Judith Regan’s Coldest. Firing. Ever.

By Carmen 

Good morning, HarperCollins faithful! How’s that hangover doing? Take your aspirin and drink lots of water? Because I bet you weren’t expecting the lovely piece of news awaiting in your inboxes, text messages, RSS feeds and voicemails upon arriving home Friday night from NewsCorp‘s air-travel-themed Christmas party – no wonder serious remedies (like more drinking) were in order!

Facetiousness aside, the point is this: after a month of scandal, incessant news coverage, eaten costs and global humiliation, HarperCollins – by that I mean CEO Jane Friedman, Judith Regan‘s perpetual archnemesis – struck back in the iciest, most brilliant way. It’s one thing to fire someone late on a Friday just as the publishing industry (and the journalists who cover them) gets ready to shut down for the holiday, or at least the weekend. It’s quite another to do so by fax – not even email or text message! – as thousands of NewsCorp employees gussy themselves up for the company Christmas party at the midtown Hilton so that they can mingle with yet more thousands of their bestest friends. In a word: ouch!

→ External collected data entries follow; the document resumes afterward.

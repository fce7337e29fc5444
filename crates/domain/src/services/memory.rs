//! In-memory settings backend.
//!
//! Used by tests and local runs without a database. Batch updates are
//! staged on a copy of the table and swapped in only when every update
//! succeeds, matching the all-or-nothing behaviour of the SQL backend.

use std::collections::{BTreeMap, HashSet};
use std::sync::{Mutex, PoisonError};

use chrono::Utc;

use super::settings::{SettingsBackend, SettingsError};
use crate::models::{NewSetting, Setting};

#[derive(Debug, Default)]
struct State {
    rows: BTreeMap<String, Setting>,
    failing_keys: HashSet<String>,
    unavailable: bool,
}

impl State {
    fn check_available(&self) -> Result<(), SettingsError> {
        if self.unavailable {
            return Err(SettingsError::Storage("backend unavailable".to_string()));
        }
        Ok(())
    }

    fn check_writable(&self, key: &str) -> Result<(), SettingsError> {
        self.check_available()?;
        if self.failing_keys.contains(key) {
            tracing::warn!(key = %key, "In-memory backend simulating write failure");
            return Err(SettingsError::Storage(format!("write rejected for {}", key)));
        }
        Ok(())
    }
}

/// Settings table held in a mutex-guarded ordered map.
#[derive(Debug, Default)]
pub struct InMemorySettingsBackend {
    state: Mutex<State>,
}

impl InMemorySettingsBackend {
    pub fn new() -> Self {
        Self::default()
    }

    /// Makes every subsequent write touching `key` fail.
    pub fn fail_writes_for(&self, key: &str) {
        self.lock().failing_keys.insert(key.to_string());
    }

    /// Toggles simulated unavailability for all operations.
    pub fn set_unavailable(&self, unavailable: bool) {
        self.lock().unavailable = unavailable;
    }

    pub fn len(&self) -> usize {
        self.lock().rows.len()
    }

    pub fn is_empty(&self) -> bool {
        self.len() == 0
    }

    pub fn row(&self, key: &str) -> Option<Setting> {
        self.lock().rows.get(key).cloned()
    }

    pub fn raw_value(&self, key: &str) -> Option<String> {
        self.lock().rows.get(key).map(|row| row.value.clone())
    }

    /// Overwrites a stored value directly, bypassing any store cache.
    pub fn put_raw(&self, key: &str, value: &str) {
        if let Some(row) = self.lock().rows.get_mut(key) {
            row.value = value.to_string();
            row.updated_at = Utc::now();
        }
    }

    /// Removes a row directly, bypassing any store cache.
    pub fn remove_raw(&self, key: &str) {
        self.lock().rows.remove(key);
    }

    fn lock(&self) -> std::sync::MutexGuard<'_, State> {
        self.state.lock().unwrap_or_else(PoisonError::into_inner)
    }
}

fn to_row(setting: &NewSetting) -> Setting {
    Setting {
        key: setting.key.clone(),
        value: setting.value.clone(),
        setting_type: setting.setting_type,
        category: setting.category.clone(),
        description: Some(setting.description.clone()),
        is_public: setting.is_public,
        updated_at: Utc::now(),
    }
}

#[async_trait::async_trait]
impl SettingsBackend for InMemorySettingsBackend {
    async fn find(&self, key: &str) -> Result<Option<Setting>, SettingsError> {
        let state = self.lock();
        state.check_available()?;
        Ok(state.rows.get(key).cloned())
    }

    async fn upsert(&self, setting: &NewSetting) -> Result<(), SettingsError> {
        let mut state = self.lock();
        state.check_writable(&setting.key)?;

        match state.rows.get_mut(&setting.key) {
            Some(row) => {
                row.value = setting.value.clone();
                row.setting_type = setting.setting_type;
                row.category = setting.category.clone();
                row.description = Some(setting.description.clone());
                row.updated_at = Utc::now();
            }
            None => {
                state.rows.insert(setting.key.clone(), to_row(setting));
            }
        }
        Ok(())
    }

    async fn insert_if_absent(&self, setting: &NewSetting) -> Result<bool, SettingsError> {
        let mut state = self.lock();
        state.check_writable(&setting.key)?;

        if state.rows.contains_key(&setting.key) {
            return Ok(false);
        }
        state.rows.insert(setting.key.clone(), to_row(setting));
        Ok(true)
    }

    async fn list_by_category(&self, category: &str) -> Result<Vec<Setting>, SettingsError> {
        let state = self.lock();
        state.check_available()?;
        Ok(state
            .rows
            .values()
            .filter(|row| row.category == category)
            .cloned()
            .collect())
    }

    async fn list_all(&self) -> Result<Vec<Setting>, SettingsError> {
        let state = self.lock();
        state.check_available()?;
        let mut rows: Vec<Setting> = state.rows.values().cloned().collect();
        rows.sort_by(|a, b| a.category.cmp(&b.category).then_with(|| a.key.cmp(&b.key)));
        Ok(rows)
    }

    async fn list_public(&self) -> Result<Vec<Setting>, SettingsError> {
        let state = self.lock();
        state.check_available()?;
        Ok(state
            .rows
            .values()
            .filter(|row| row.is_public)
            .cloned()
            .collect())
    }

    async fn delete(&self, key: &str) -> Result<bool, SettingsError> {
        let mut state = self.lock();
        state.check_writable(key)?;
        Ok(state.rows.remove(key).is_some())
    }

    async fn exists(&self, key: &str) -> Result<bool, SettingsError> {
        let state = self.lock();
        state.check_available()?;
        Ok(state.rows.contains_key(key))
    }

    async fn update_values(
        &self,
        updates: &BTreeMap<String, String>,
    ) -> Result<Vec<String>, SettingsError> {
        let mut state = self.lock();
        state.check_available()?;

        let mut staged = state.rows.clone();
        let now = Utc::now();
        let mut updated = Vec::new();
        for (key, value) in updates {
            state.check_writable(key)?;
            if let Some(row) = staged.get_mut(key) {
                row.value = value.clone();
                row.updated_at = now;
                updated.push(key.clone());
            }
        }

        state.rows = staged;
        Ok(updated)
    }
}

#[cfg(test)]
mod tests {
    use super::*;
    use crate::models::SettingType;

    #[tokio::test]
    async fn test_upsert_and_find() {
        let backend = InMemorySettingsBackend::new();
        backend
            .upsert(&NewSetting::new("hotel_name", "Grand").public(true))
            .await
            .unwrap();

        let row = backend.find("hotel_name").await.unwrap().unwrap();
        assert_eq!(row.value, "Grand");
        assert_eq!(row.setting_type, SettingType::Text);
        assert!(row.is_public);
        assert!(backend.find("missing").await.unwrap().is_none());
    }

    #[tokio::test]
    async fn test_insert_if_absent() {
        let backend = InMemorySettingsBackend::new();
        assert!(backend.insert_if_absent(&NewSetting::new("a", "1")).await.unwrap());
        assert!(!backend.insert_if_absent(&NewSetting::new("a", "2")).await.unwrap());
        assert_eq!(backend.raw_value("a").as_deref(), Some("1"));
    }

    #[tokio::test]
    async fn test_update_values_skips_unknown_keys() {
        let backend = InMemorySettingsBackend::new();
        backend.upsert(&NewSetting::new("a", "1")).await.unwrap();

        let updates = BTreeMap::from([
            ("a".to_string(), "2".to_string()),
            ("missing".to_string(), "3".to_string()),
        ]);
        assert_eq!(backend.update_values(&updates).await.unwrap(), vec!["a"]);
        assert_eq!(backend.raw_value("a").as_deref(), Some("2"));
        assert!(backend.row("missing").is_none());
    }

    #[tokio::test]
    async fn test_update_values_is_all_or_nothing() {
        let backend = InMemorySettingsBackend::new();
        backend.upsert(&NewSetting::new("a", "1")).await.unwrap();
        backend.upsert(&NewSetting::new("z", "1")).await.unwrap();
        backend.fail_writes_for("z");

        let updates = BTreeMap::from([
            ("a".to_string(), "2".to_string()),
            ("z".to_string(), "2".to_string()),
        ]);
        assert!(backend.update_values(&updates).await.is_err());
        assert_eq!(backend.raw_value("a").as_deref(), Some("1"));
    }

    #[tokio::test]
    async fn test_unavailable_backend_errors() {
        let backend = InMemorySettingsBackend::new();
        backend.set_unavailable(true);
        assert!(backend.find("a").await.is_err());
        assert!(backend.list_all().await.is_err());

        backend.set_unavailable(false);
        assert!(backend.list_all().await.unwrap().is_empty());
    }
}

And then there’s strike three: moving rapidly to reorganize the REGAN imprint within HarperCollins’ infrastructure by appointing her long-suffering Editorial Director, Cal Morgan, to helm the ship for now – pre-empting any possibility of him going with her in any potential new venture.

So, yes, Kelly Jane Torrance made good points in her rebuttal of Friedman’s PW honor as Person of the Year.* And perhaps such criticisms even factored into what happened late Friday. But by subjecting Judith Regan to what amounts to a professional guillotining, Friedman gets a more distinctive honor: 2006’s Greatest Power Play.

Ron adds: Or does she? Because as far as Regan’s concerned, this means war, and she’s bringing out the heavy artillery. As Jeff Trachtenberg reports, she’s hired superattorney Bert Fields, who says, “We’ll take appropriate action for everything HarperCollins has done. They chose this path and I hope they remember it.” Keep in mind this is the guy who went to bat for Jeffrey Katzenberg against Walt Disney nearly a decade ago and got more millions for his client than most businesses earn in a year. Watch for this to get very ugly, very fast—or else to be tightly contained in a conference room somewhere in Los Angeles.

*Namely, Ron explains, that at least in their professional capacity, Friedman and other executives at Harper and News Corp. were for If I Did It before they were against it, and as David Carr reminds us, they changed their minds “not because it was in bad taste or because it was bad for the culture at large, but because it was bad for business.”